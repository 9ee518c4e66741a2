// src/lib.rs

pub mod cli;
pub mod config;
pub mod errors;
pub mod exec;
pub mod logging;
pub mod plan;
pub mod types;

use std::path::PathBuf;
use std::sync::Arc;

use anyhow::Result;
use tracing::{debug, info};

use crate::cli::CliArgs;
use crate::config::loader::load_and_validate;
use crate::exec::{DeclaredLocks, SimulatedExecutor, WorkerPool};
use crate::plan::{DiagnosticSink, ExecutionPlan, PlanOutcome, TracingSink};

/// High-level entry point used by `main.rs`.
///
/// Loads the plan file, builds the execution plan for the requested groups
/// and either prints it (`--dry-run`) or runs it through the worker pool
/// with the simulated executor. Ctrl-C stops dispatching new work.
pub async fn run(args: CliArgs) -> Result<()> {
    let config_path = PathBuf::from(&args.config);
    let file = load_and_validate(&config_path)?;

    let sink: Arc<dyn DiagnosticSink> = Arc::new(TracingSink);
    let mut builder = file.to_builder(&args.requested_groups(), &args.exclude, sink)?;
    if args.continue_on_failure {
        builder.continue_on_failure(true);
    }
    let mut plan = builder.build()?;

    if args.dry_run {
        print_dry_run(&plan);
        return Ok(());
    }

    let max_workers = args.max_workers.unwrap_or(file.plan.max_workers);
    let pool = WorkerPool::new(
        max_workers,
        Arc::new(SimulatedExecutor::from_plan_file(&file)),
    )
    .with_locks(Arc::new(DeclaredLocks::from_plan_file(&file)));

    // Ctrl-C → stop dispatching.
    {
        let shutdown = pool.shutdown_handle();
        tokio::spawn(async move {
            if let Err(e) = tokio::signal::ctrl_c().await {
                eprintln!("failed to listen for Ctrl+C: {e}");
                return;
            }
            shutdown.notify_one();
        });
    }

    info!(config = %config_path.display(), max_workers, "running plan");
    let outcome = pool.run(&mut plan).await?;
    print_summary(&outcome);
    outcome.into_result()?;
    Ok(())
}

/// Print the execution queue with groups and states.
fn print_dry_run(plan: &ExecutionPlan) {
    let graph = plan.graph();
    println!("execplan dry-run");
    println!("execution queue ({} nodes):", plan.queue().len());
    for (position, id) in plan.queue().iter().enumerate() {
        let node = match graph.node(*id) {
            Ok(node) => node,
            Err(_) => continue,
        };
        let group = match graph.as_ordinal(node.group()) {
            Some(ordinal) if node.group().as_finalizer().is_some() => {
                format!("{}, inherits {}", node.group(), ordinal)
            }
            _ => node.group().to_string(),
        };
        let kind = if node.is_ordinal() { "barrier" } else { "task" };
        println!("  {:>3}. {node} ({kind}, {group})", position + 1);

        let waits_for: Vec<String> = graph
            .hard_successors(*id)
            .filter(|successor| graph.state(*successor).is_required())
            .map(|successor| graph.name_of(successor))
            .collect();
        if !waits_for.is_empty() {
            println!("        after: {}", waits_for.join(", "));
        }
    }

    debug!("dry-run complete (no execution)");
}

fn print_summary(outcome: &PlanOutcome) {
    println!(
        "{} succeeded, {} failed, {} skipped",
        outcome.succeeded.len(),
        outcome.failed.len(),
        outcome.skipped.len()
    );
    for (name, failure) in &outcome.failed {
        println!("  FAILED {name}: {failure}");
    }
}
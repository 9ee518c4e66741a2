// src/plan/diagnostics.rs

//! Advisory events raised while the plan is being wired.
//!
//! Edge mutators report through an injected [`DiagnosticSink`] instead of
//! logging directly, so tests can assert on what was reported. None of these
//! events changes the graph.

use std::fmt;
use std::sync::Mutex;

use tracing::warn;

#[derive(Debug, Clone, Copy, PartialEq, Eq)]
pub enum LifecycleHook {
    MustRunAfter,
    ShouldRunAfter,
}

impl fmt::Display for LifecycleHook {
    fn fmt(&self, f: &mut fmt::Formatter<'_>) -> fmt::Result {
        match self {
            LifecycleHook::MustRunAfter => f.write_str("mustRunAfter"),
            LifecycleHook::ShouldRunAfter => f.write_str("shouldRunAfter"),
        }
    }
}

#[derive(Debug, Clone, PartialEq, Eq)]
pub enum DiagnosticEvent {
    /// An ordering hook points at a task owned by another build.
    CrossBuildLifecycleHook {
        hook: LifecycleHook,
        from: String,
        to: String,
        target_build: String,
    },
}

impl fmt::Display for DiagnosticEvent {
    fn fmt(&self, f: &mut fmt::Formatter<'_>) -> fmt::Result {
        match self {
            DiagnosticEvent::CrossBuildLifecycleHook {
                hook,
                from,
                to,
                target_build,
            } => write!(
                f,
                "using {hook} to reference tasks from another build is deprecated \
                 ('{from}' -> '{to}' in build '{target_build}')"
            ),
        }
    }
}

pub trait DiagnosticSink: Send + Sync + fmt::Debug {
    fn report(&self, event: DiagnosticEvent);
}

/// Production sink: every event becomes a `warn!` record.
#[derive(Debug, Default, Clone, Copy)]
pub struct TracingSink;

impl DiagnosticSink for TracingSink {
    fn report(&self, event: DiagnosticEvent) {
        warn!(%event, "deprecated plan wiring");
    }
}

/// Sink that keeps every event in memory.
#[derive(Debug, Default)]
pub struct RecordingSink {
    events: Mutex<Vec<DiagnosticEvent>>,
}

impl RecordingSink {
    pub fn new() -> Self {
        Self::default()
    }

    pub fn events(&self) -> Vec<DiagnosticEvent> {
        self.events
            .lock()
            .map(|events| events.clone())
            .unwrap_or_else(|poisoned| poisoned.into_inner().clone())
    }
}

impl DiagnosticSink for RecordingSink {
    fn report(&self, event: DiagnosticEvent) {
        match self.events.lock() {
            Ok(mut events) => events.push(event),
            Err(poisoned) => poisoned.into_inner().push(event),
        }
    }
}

---

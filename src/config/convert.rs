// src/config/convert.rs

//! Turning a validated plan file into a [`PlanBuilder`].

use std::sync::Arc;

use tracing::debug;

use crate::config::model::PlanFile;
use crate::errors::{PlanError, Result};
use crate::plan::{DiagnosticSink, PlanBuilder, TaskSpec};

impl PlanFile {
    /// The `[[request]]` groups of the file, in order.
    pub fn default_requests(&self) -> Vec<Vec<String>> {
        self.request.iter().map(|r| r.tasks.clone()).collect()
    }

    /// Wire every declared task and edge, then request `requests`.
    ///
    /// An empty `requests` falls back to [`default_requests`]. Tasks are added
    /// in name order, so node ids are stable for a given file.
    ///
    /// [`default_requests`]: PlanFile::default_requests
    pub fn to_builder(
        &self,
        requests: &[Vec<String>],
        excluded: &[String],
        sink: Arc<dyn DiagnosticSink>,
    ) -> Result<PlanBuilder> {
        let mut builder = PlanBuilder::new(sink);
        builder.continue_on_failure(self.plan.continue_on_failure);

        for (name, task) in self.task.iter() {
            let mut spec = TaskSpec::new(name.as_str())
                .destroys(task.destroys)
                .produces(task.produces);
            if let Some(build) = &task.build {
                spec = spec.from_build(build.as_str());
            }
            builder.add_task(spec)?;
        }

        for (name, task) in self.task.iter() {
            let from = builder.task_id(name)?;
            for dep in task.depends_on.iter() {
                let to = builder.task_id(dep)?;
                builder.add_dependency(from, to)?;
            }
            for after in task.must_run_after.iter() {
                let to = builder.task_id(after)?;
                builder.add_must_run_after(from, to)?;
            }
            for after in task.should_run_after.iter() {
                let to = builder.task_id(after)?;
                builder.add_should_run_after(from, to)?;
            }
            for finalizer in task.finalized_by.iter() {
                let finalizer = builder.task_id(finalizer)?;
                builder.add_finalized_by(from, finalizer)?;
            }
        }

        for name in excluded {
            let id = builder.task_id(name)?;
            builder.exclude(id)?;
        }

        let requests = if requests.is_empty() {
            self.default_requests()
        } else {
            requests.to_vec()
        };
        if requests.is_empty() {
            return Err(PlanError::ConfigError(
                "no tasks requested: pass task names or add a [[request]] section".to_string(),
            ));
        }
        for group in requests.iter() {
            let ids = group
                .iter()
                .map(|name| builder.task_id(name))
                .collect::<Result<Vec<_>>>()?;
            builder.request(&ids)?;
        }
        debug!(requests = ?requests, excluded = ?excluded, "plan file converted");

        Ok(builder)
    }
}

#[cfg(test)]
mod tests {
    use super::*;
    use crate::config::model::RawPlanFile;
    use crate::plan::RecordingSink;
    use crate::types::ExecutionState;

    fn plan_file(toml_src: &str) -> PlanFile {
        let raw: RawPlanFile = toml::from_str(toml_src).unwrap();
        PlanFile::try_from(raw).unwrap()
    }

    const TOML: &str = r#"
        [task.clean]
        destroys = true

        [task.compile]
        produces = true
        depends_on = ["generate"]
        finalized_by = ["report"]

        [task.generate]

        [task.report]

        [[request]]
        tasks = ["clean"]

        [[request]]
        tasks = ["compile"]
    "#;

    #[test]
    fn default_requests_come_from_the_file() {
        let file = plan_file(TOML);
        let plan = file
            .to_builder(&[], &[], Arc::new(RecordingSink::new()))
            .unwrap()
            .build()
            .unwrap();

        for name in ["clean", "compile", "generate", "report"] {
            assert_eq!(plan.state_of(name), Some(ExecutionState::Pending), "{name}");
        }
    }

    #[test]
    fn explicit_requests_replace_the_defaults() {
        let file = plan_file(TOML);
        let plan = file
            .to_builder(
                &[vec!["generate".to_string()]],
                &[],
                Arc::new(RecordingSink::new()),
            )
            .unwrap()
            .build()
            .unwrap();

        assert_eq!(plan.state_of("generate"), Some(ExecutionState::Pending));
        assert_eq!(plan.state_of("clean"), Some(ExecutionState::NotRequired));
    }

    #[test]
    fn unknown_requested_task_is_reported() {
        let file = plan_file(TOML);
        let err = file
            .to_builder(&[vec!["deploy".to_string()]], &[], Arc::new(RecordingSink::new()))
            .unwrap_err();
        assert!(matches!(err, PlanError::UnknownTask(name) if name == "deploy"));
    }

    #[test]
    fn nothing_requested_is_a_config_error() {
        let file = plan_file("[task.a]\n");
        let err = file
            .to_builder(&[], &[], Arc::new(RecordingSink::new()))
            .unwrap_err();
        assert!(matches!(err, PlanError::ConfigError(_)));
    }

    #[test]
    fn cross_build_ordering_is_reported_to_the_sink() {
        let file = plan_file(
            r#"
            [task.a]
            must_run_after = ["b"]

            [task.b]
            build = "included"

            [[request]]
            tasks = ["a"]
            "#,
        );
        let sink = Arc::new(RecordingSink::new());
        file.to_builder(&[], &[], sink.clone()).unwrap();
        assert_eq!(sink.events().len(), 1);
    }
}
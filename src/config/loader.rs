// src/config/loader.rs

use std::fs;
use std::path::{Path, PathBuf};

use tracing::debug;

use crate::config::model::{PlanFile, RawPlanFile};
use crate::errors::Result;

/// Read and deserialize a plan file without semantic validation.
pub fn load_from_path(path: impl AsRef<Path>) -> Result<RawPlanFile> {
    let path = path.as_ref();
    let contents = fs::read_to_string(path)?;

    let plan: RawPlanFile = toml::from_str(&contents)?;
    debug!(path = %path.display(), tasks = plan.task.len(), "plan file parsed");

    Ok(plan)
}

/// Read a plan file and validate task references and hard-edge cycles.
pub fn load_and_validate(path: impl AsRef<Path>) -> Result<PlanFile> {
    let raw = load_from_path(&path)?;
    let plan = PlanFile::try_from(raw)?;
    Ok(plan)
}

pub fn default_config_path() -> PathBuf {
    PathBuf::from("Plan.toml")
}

ASSIGNED TASK: Each line holding the word "SimulatedExecutor" must be pulled from the records.

TASK SOLUTION:
use crate::exec::{DeclaredLocks, SimulatedExecutor, WorkerPool};
        Arc::new(SimulatedExecutor::from_plan_file(&file)),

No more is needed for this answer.